● PROBLEM REQUIREMENTS
Whichever lines include the word "fails", copy them as they appear in the data.

● SOURCE MATERIAL
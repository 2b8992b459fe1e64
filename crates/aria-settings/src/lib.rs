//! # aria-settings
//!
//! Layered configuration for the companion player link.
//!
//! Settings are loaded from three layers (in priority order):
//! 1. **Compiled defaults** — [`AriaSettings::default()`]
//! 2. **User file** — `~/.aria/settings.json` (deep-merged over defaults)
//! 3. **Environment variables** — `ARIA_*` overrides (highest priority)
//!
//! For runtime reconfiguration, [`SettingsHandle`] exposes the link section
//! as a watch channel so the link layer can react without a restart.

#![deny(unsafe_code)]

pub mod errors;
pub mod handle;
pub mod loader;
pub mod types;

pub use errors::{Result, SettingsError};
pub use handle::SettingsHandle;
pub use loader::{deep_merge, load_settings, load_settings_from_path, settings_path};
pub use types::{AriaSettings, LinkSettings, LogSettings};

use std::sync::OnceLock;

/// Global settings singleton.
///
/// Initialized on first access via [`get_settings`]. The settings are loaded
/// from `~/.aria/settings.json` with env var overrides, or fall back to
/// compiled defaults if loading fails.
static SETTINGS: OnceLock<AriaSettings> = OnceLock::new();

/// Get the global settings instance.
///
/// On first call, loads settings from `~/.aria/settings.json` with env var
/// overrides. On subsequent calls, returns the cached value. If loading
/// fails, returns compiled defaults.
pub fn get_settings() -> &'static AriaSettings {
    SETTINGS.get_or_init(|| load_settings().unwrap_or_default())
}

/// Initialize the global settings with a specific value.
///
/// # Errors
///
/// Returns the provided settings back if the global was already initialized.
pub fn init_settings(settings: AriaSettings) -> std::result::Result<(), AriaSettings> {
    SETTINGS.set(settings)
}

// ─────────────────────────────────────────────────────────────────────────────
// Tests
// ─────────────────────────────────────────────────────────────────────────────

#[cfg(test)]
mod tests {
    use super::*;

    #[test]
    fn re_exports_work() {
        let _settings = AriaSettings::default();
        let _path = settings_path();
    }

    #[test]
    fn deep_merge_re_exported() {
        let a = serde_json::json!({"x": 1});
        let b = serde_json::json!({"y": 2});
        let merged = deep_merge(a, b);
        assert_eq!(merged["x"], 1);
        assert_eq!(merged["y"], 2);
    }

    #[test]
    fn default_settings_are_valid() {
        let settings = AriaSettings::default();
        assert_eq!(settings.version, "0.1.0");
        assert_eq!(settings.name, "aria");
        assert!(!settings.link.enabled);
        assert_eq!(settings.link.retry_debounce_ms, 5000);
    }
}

● TASK OUTPUT
/// compiled defaults if loading fails.
/// fails, returns compiled defaults.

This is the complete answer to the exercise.